= Work to be completed =
Only an exact retyping of all the entries counts as an answer.

= Dataset content =
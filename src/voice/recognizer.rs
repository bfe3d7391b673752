//! Microphone speech recognition
//!
//! A capture thread feeds [`SpeechSegmenter`], complete utterances go to the
//! [`Transcriber`], and transcripts come back as [`RecognitionEvent`]s.

use std::sync::Arc;
use std::time::Duration;

use async_trait::async_trait;
use tokio::sync::{mpsc, oneshot};

use crate::{Error, Result};

use super::capture::{AudioCapture, SAMPLE_RATE};
use super::engine::{
    RecognitionError, RecognitionEvent, RecognitionMode, RecognitionOptions, SpeechRecognizer,
};
use super::segmenter::SpeechSegmenter;
use super::stt::Transcriber;

/// How often the capture thread drains the microphone buffer
const CAPTURE_TICK: Duration = Duration::from_millis(100);

/// How long a single-shot session waits for speech before giving up
const NO_SPEECH_TIMEOUT: Duration = Duration::from_secs(10);

/// Speech recognizer over the default microphone
pub struct MicrophoneRecognizer {
    transcriber: Arc<Transcriber>,
}

impl MicrophoneRecognizer {
    #[must_use]
    pub const fn new(transcriber: Arc<Transcriber>) -> Self {
        Self { transcriber }
    }
}

#[async_trait]
impl SpeechRecognizer for MicrophoneRecognizer {
    async fn start(&self, options: RecognitionOptions) -> Result<mpsc::Receiver<RecognitionEvent>> {
        let (events_tx, events_rx) = mpsc::channel(32);
        let (segments_tx, segments_rx) = mpsc::channel::<Vec<f32>>(4);
        let (ready_tx, ready_rx) = oneshot::channel();

        std::thread::Builder::new()
            .name("mic-capture".to_string())
            .spawn(move || capture_loop(&segments_tx, ready_tx))?;

        let ready = ready_rx
            .await
            .map_err(|_| Error::Audio("capture thread exited".to_string()))?;

        if let Err(e) = ready {
            let error = match e {
                Error::Permission(msg) => RecognitionError::NotAllowed(msg),
                other => RecognitionError::Failed(other.to_string()),
            };
            let _ = events_tx.send(RecognitionEvent::Error(error)).await;
            let _ = events_tx.send(RecognitionEvent::End).await;
            return Ok(events_rx);
        }

        tracing::debug!(locale = %options.locale, mode = ?options.mode, "recognition started");
        tokio::spawn(transcribe_loop(
            Arc::clone(&self.transcriber),
            options,
            segments_rx,
            events_tx,
        ));

        Ok(events_rx)
    }
}

/// Runs on a dedicated thread because the cpal stream is not `Send`
fn capture_loop(segments: &mpsc::Sender<Vec<f32>>, ready: oneshot::Sender<Result<()>>) {
    let mut capture = match AudioCapture::new().and_then(|mut c| c.start().map(|()| c)) {
        Ok(capture) => {
            let _ = ready.send(Ok(()));
            capture
        }
        Err(e) => {
            let _ = ready.send(Err(e));
            return;
        }
    };

    let mut segmenter = SpeechSegmenter::new();
    while !segments.is_closed() {
        std::thread::sleep(CAPTURE_TICK);

        let samples = capture.drain();
        if samples.is_empty() {
            continue;
        }
        if let Some(segment) = segmenter.push(&samples) {
            if segments.blocking_send(segment).is_err() {
                break;
            }
        }
    }

    capture.stop();
}

async fn transcribe_loop(
    transcriber: Arc<Transcriber>,
    options: RecognitionOptions,
    mut segments: mpsc::Receiver<Vec<f32>>,
    events: mpsc::Sender<RecognitionEvent>,
) {
    let language = options
        .locale
        .split(['-', '_'])
        .next()
        .map(str::to_ascii_lowercase);
    let single_shot = options.mode == RecognitionMode::SingleShot;

    loop {
        let wait = async {
            if single_shot {
                tokio::time::timeout(NO_SPEECH_TIMEOUT, segments.recv())
                    .await
                    .map_err(|_| RecognitionError::NoSpeech)
            } else {
                Ok(segments.recv().await)
            }
        };

        let segment = tokio::select! {
            () = events.closed() => {
                tracing::debug!("event receiver dropped, stopping recognition");
                break;
            }
            segment = wait => match segment {
                Ok(segment) => segment,
                Err(error) => {
                    let _ = events.send(RecognitionEvent::Error(error)).await;
                    break;
                }
            },
        };

        let Some(segment) = segment else { break };

        match transcriber
            .transcribe_samples(&segment, SAMPLE_RATE, language.as_deref())
            .await
        {
            Ok(transcript) if transcript.trim().is_empty() => {}
            Ok(transcript) => {
                let event = RecognitionEvent::Result {
                    transcript: transcript.trim().to_string(),
                    is_final: true,
                };
                if events.send(event).await.is_err() || single_shot {
                    break;
                }
            }
            Err(e) => {
                tracing::warn!(error = %e, "transcription failed");
                let _ = events
                    .send(RecognitionEvent::Error(RecognitionError::Failed(e.to_string())))
                    .await;
                break;
            }
        }
    }

    // Dropping the segment receiver stops the capture thread
    drop(segments);
    let _ = events.send(RecognitionEvent::End).await;
    tracing::debug!("recognition ended");
}

#[cfg(test)]
mod tests {
    use secrecy::SecretString;

    use super::*;

    fn transcriber() -> Arc<Transcriber> {
        Arc::new(
            Transcriber::new(
                "http://127.0.0.1:9",
                SecretString::from("test-key".to_string()),
                "whisper-large-v3",
                Duration::from_secs(1),
            )
            .unwrap(),
        )
    }

    #[tokio::test]
    async fn dropped_receiver_releases_capture_without_speech() {
        let (segments_tx, segments_rx) = mpsc::channel::<Vec<f32>>(4);
        let (events_tx, events_rx) = mpsc::channel(4);

        let task = tokio::spawn(transcribe_loop(
            transcriber(),
            RecognitionOptions::continuous("en-US"),
            segments_rx,
            events_tx,
        ));
        drop(events_rx);

        tokio::time::timeout(Duration::from_secs(5), task)
            .await
            .expect("recognition kept running after the receiver was dropped")
            .unwrap();
        // The capture thread watches this to release the microphone
        assert!(segments_tx.is_closed());
    }

    #[tokio::test]
    async fn closed_segment_stream_ends_session() {
        let (segments_tx, segments_rx) = mpsc::channel::<Vec<f32>>(4);
        let (events_tx, mut events_rx) = mpsc::channel(4);
        drop(segments_tx);

        transcribe_loop(
            transcriber(),
            RecognitionOptions::single_shot("hi-IN"),
            segments_rx,
            events_tx,
        )
        .await;

        assert_eq!(events_rx.recv().await, Some(RecognitionEvent::End));
        assert_eq!(events_rx.recv().await, None);
    }
}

= Written response =
filename src/voice/recognizer.rs
repository bfe3d7391b673752
//! Microphone speech recognition
//!
//! A capture thread feeds [`SpeechSegmenter`], complete utterances go to the
//! [`Transcriber`], and transcripts come back as [`RecognitionEvent`]s.

use std::sync::Arc;
use std::time::Duration;

use async_trait::async_trait;
use tokio::sync::{mpsc, oneshot};

use crate::{Error, Result};

use super::capture::{AudioCapture, SAMPLE_RATE};
use super::engine::{
    RecognitionError, RecognitionEvent, RecognitionMode, RecognitionOptions, SpeechRecognizer,
};
use super::segmenter::SpeechSegmenter;
use super::stt::Transcriber;

/// How often the capture thread drains the microphone buffer
const CAPTURE_TICK: Duration = Duration::from_millis(100);

/// How long a single-shot session waits for speech before giving up
const NO_SPEECH_TIMEOUT: Duration = Duration::from_secs(10);

/// Speech recognizer over the default microphone
pub struct MicrophoneRecognizer {
    transcriber: Arc<Transcriber>,
}

impl MicrophoneRecognizer {
    #[must_use]
    pub const fn new(transcriber: Arc<Transcriber>) -> Self {
        Self { transcriber }
    }
}

#[async_trait]
impl SpeechRecognizer for MicrophoneRecognizer {
    async fn start(&self, options: RecognitionOptions) -> Result<mpsc::Receiver<RecognitionEvent>> {
        let (events_tx, events_rx) = mpsc::channel(32);
        let (segments_tx, segments_rx) = mpsc::channel::<Vec<f32>>(4);
        let (ready_tx, ready_rx) = oneshot::channel();

        std::thread::Builder::new()
            .name("mic-capture".to_string())
            .spawn(move || capture_loop(&segments_tx, ready_tx))?;

        let ready = ready_rx
            .await
            .map_err(|_| Error::Audio("capture thread exited".to_string()))?;

        if let Err(e) = ready {
            let error = match e {
                Error::Permission(msg) => RecognitionError::NotAllowed(msg),
                other => RecognitionError::Failed(other.to_string()),
            };
            let _ = events_tx.send(RecognitionEvent::Error(error)).await;
            let _ = events_tx.send(RecognitionEvent::End).await;
            return Ok(events_rx);
        }

        tracing::debug!(locale = %options.locale, mode = ?options.mode, "recognition started");
        tokio::spawn(transcribe_loop(
            Arc::clone(&self.transcriber),
            options,
            segments_rx,
            events_tx,
        ));

        Ok(events_rx)
    }
}

/// Runs on a dedicated thread because the cpal stream is not `Send`
fn capture_loop(segments: &mpsc::Sender<Vec<f32>>, ready: oneshot::Sender<Result<()>>) {
    let mut capture = match AudioCapture::new().and_then(|mut c| c.start().map(|()| c)) {
        Ok(capture) => {
            let _ = ready.send(Ok(()));
            capture
        }
        Err(e) => {
            let _ = ready.send(Err(e));
            return;
        }
    };

    let mut segmenter = SpeechSegmenter::new();
    while !segments.is_closed() {
        std::thread::sleep(CAPTURE_TICK);

        let samples = capture.drain();
        if samples.is_empty() {
            continue;
        }
        if let Some(segment) = segmenter.push(&samples) {
            if segments.blocking_send(segment).is_err() {
                break;
            }
        }
    }

    capture.stop();
}

async fn transcribe_loop(
    transcriber: Arc<Transcriber>,
    options: RecognitionOptions,
    mut segments: mpsc::Receiver<Vec<f32>>,
    events: mpsc::Sender<RecognitionEvent>,
) {
    let language = options
        .locale
        .split(['-', '_'])
        .next()
        .map(str::to_ascii_lowercase);
    let single_shot = options.mode == RecognitionMode::SingleShot;

    loop {
        let wait = async {
            if single_shot {
                tokio::time::timeout(NO_SPEECH_TIMEOUT, segments.recv())
                    .await
                    .map_err(|_| RecognitionError::NoSpeech)
            } else {
                Ok(segments.recv().await)
            }
        };

        let segment = tokio::select! {
            () = events.closed() => {
                tracing::debug!("event receiver dropped, stopping recognition");
                break;
            }
            segment = wait => match segment {
                Ok(segment) => segment,
                Err(error) => {
                    let _ = events.send(RecognitionEvent::Error(error)).await;
                    break;
                }
            },
        };

        let Some(segment) = segment else { break };

        match transcriber
            .transcribe_samples(&segment, SAMPLE_RATE, language.as_deref())
            .await
        {
            Ok(transcript) if transcript.trim().is_empty() => {}
            Ok(transcript) => {
                let event = RecognitionEvent::Result {
                    transcript: transcript.trim().to_string(),
                    is_final: true,
                };
                if events.send(event).await.is_err() || single_shot {
                    break;
                }
            }
            Err(e) => {
                tracing::warn!(error = %e, "transcription failed");
                let _ = events
                    .send(RecognitionEvent::Error(RecognitionError::Failed(e.to_string())))
                    .await;
                break;
            }
        }
    }

    // Dropping the segment receiver stops the capture thread
    drop(segments);
    let _ = events.send(RecognitionEvent::End).await;
    tracing::debug!("recognition ended");
}

#[cfg(test)]
mod tests {
    use secrecy::SecretString;

    use super::*;

    fn transcriber() -> Arc<Transcriber> {
        Arc::new(
            Transcriber::new(
                "http://127.0.0.1:9",
                SecretString::from("test-key".to_string()),
                "whisper-large-v3",
                Duration::from_secs(1),
            )
            .unwrap(),
        )
    }

    #[tokio::test]
    async fn dropped_receiver_releases_capture_without_speech() {
        let (segments_tx, segments_rx) = mpsc::channel::<Vec<f32>>(4);
        let (events_tx, events_rx) = mpsc::channel(4);

        let task = tokio::spawn(transcribe_loop(
            transcriber(),
            RecognitionOptions::continuous("en-US"),
            segments_rx,
            events_tx,
        ));
        drop(events_rx);

        tokio::time::timeout(Duration::from_secs(5), task)
            .await
            .expect("recognition kept running after the receiver was dropped")
            .unwrap();
        // The capture thread watches this to release the microphone
        assert!(segments_tx.is_closed());
    }

    #[tokio::test]
    async fn closed_segment_stream_ends_session() {
        let (segments_tx, segments_rx) = mpsc::channel::<Vec<f32>>(4);
        let (events_tx, mut events_rx) = mpsc::channel(4);
        drop(segments_tx);

        transcribe_loop(
            transcriber(),
            RecognitionOptions::single_shot("hi-IN"),
            segments_rx,
            events_tx,
        )
        .await;

        assert_eq!(events_rx.recv().await, Some(RecognitionEvent::End));
        assert_eq!(events_rx.recv().await, None);
    }
}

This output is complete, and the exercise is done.